Task material>
········

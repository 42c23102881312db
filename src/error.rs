use thiserror::Error;

use crate::core_modules::region_validator::RegionVerdict;

// Screening-level failures. Either a complete result is produced and
// persisted, or one of these halts the run with nothing written.

#[derive(Error, Debug, Clone, PartialEq, Eq)]
pub enum ScreeningError {
    #[error("No patient name supplied; analysis was not started.")]
    InputMissing,
    #[error("Measurement region rejected ({0})")]
    RegionInvalid(EyeRejections),
}

/// The per-eye rejection reasons behind a `RegionInvalid` failure.
/// `None` means that eye's measurement region passed validation.
#[derive(Debug, Clone, Copy, PartialEq, Eq)]
pub struct EyeRejections {
    pub left: Option<RegionVerdict>,
    pub right: Option<RegionVerdict>,
}

impl std::fmt::Display for EyeRejections {
    fn fmt(&self, f: &mut std::fmt::Formatter<'_>) -> std::fmt::Result {
        let mut first = true;
        if let Some(verdict) = self.left {
            write!(f, "left eye: {}", verdict.description())?;
            first = false;
        }
        if let Some(verdict) = self.right {
            if !first {
                write!(f, "; ")?;
            }
            write!(f, "right eye: {}", verdict.description())?;
        }
        Ok(())
    }
}

// Region extraction failures, produced before validation ever runs.
#[derive(Error, Debug)]
pub enum RegionError {
    #[error("Selected region is empty ({width}x{height})")]
    EmptyRegion { width: u32, height: u32 },
    #[error(
        "Selected region {width}x{height} at ({x}, {y}) exceeds the {image_width}x{image_height} photograph"
    )]
    OutOfBounds {
        x: u32,
        y: u32,
        width: u32,
        height: u32,
        image_width: u32,
        image_height: u32,
    },
    #[error("Frame buffer too small: expected {expected} bytes, got {actual}")]
    BufferTooSmall { expected: usize, actual: usize },
}

// Record store failures.
#[derive(Error, Debug)]
pub enum StorageError {
    #[error("Failed to open record file: {0}")]
    Open(std::io::Error),
    #[error("Failed to append record: {0}")]
    Append(std::io::Error),
    #[error("Failed to read records: {0}")]
    Read(std::io::Error),
    #[error("Malformed record at line {line}: {reason}")]
    MalformedRecord { line: usize, reason: String },
    #[error("The record store has shut down.")]
    StoreClosed,
}
// THEORY:
// The `localization` module holds every user-facing string the engine can
// emit, in both supported languages. It is pure data: a fixed mapping from
// (language, category) to text, resolved by exhaustive match into `'static`
// tables. Nothing here is computed per call and nothing here affects the
// numeric pipeline; language selects words, never math.

use crate::core_modules::diet_classifier::{DietPreference, HbStatus};

/// The display language for statuses, guidance, and reports.
#[derive(Debug, Clone, Copy, PartialEq, Eq, serde::Serialize)]
pub enum Language {
    English,
    Hindi,
}

impl Language {
    pub fn as_str(&self) -> &'static str {
        match self {
            Self::English => "English",
            Self::Hindi => "Hindi",
        }
    }
}

/// The clinical status label shown to the user.
pub fn status_label(status: HbStatus, language: Language) -> &'static str {
    match (language, status) {
        (Language::English, HbStatus::Normal) => "Normal",
        (Language::English, HbStatus::AnemiaDetected) => "Anemia Detected",
        (Language::Hindi, HbStatus::Normal) => "Swasth (Normal)",
        (Language::Hindi, HbStatus::AnemiaDetected) => "Khoon ki kami (Anemia)",
    }
}

/// The dietary plan, keyed by diet preference and language.
pub fn diet_plan(diet: DietPreference, language: Language) -> &'static str {
    match (language, diet) {
        (Language::English, DietPreference::Vegetarian) => "Diet: Spinach, Beetroot, Dates.",
        (Language::English, DietPreference::NonVegetarian) => "Diet: Red Meat & Eggs.",
        (Language::Hindi, DietPreference::Vegetarian) => {
            "आहार: पालक, चुकंदर, गुड़ और खजूर।"
        }
        (Language::Hindi, DietPreference::NonVegetarian) => {
            "आहार: रेड मीट, कलेजी और अंडा।"
        }
    }
}

/// The absorption tip. Varies by language only, never by diet.
pub fn advice(language: Language) -> &'static str {
    match language {
        Language::English => "Take Vitamin C for absorption.",
        Language::Hindi => "खाने के साथ विटामिन सी (नींबू) जरूर लें।",
    }
}

/// The fixed wording blocks of a rendered report.
#[derive(Debug)]
pub struct ReportStrings {
    pub title: &'static str,
    pub subtitle: &'static str,
    pub name_label: &'static str,
    pub age_gender_label: &'static str,
    pub diet_label: &'static str,
    pub results_heading: &'static str,
    pub hb_label: &'static str,
    pub recommendation_heading: &'static str,
    pub tip_heading: &'static str,
    pub reference_heading: &'static str,
    pub male_range_label: &'static str,
    pub female_range_label: &'static str,
    pub anemia_below_label: &'static str,
    pub disclaimer: &'static str,
}

static REPORT_STRINGS_EN: ReportStrings = ReportStrings {
    title: "HEMOLENS - REPORT",
    subtitle: "Anemia Screening Tool",
    name_label: "NAME",
    age_gender_label: "AGE / GENDER",
    diet_label: "DIET",
    results_heading: "SCREENING RESULTS",
    hb_label: "Hb Level",
    recommendation_heading: "Recommendation",
    tip_heading: "Tip",
    reference_heading: "Normal Range",
    male_range_label: "Adult Male",
    female_range_label: "Adult Female",
    anemia_below_label: "anemia below",
    disclaimer: "This is an AI Screening Tool, NOT a clinical diagnosis. Results can be +/- 1 g/dL. Please consult a doctor for a laboratory CBC Blood Test.",
};

static REPORT_STRINGS_HI: ReportStrings = ReportStrings {
    title: "HEMOLENS - रिपोर्ट",
    subtitle: "खून की कमी की जांच",
    name_label: "मरीज का नाम",
    age_gender_label: "उम्र / लिंग",
    diet_label: "खान-पान",
    results_heading: "जांच के परिणाम",
    hb_label: "Hb स्तर",
    recommendation_heading: "आहार सलाह",
    tip_heading: "सुझाव",
    reference_heading: "सामान्य रेंज",
    male_range_label: "पुरुष (Adult Male)",
    female_range_label: "महिला (Adult Female)",
    anemia_below_label: "खून की कमी इससे नीचे",
    disclaimer: "यह एक AI स्क्रीनिंग टूल है, क्लिनिकल निदान नहीं। परिणाम +/- 1 g/dL तक भिन्न हो सकते हैं। कृपया लैब CBC रक्त जांच के लिए डॉक्टर से सलाह लें।",
};

/// Report wording for the requested language.
pub fn report_strings(language: Language) -> &'static ReportStrings {
    match language {
        Language::English => &REPORT_STRINGS_EN,
        Language::Hindi => &REPORT_STRINGS_HI,
    }
}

········

Exercise aim> Your answer should consist solely of the lines above from the line with "filename src/error.rs" to the line with "impl std::fmt::Display for", both included, reproduced exactly.

Task result>
filename src/error.rs
use thiserror::Error;

use crate::core_modules::region_validator::RegionVerdict;

// Screening-level failures. Either a complete result is produced and
// persisted, or one of these halts the run with nothing written.

#[derive(Error, Debug, Clone, PartialEq, Eq)]
pub enum ScreeningError {
    #[error("No patient name supplied; analysis was not started.")]
    InputMissing,
    #[error("Measurement region rejected ({0})")]
    RegionInvalid(EyeRejections),
}

/// The per-eye rejection reasons behind a `RegionInvalid` failure.
/// `None` means that eye's measurement region passed validation.
#[derive(Debug, Clone, Copy, PartialEq, Eq)]
pub struct EyeRejections {
    pub left: Option<RegionVerdict>,
    pub right: Option<RegionVerdict>,
}

impl std::fmt::Display for EyeRejections {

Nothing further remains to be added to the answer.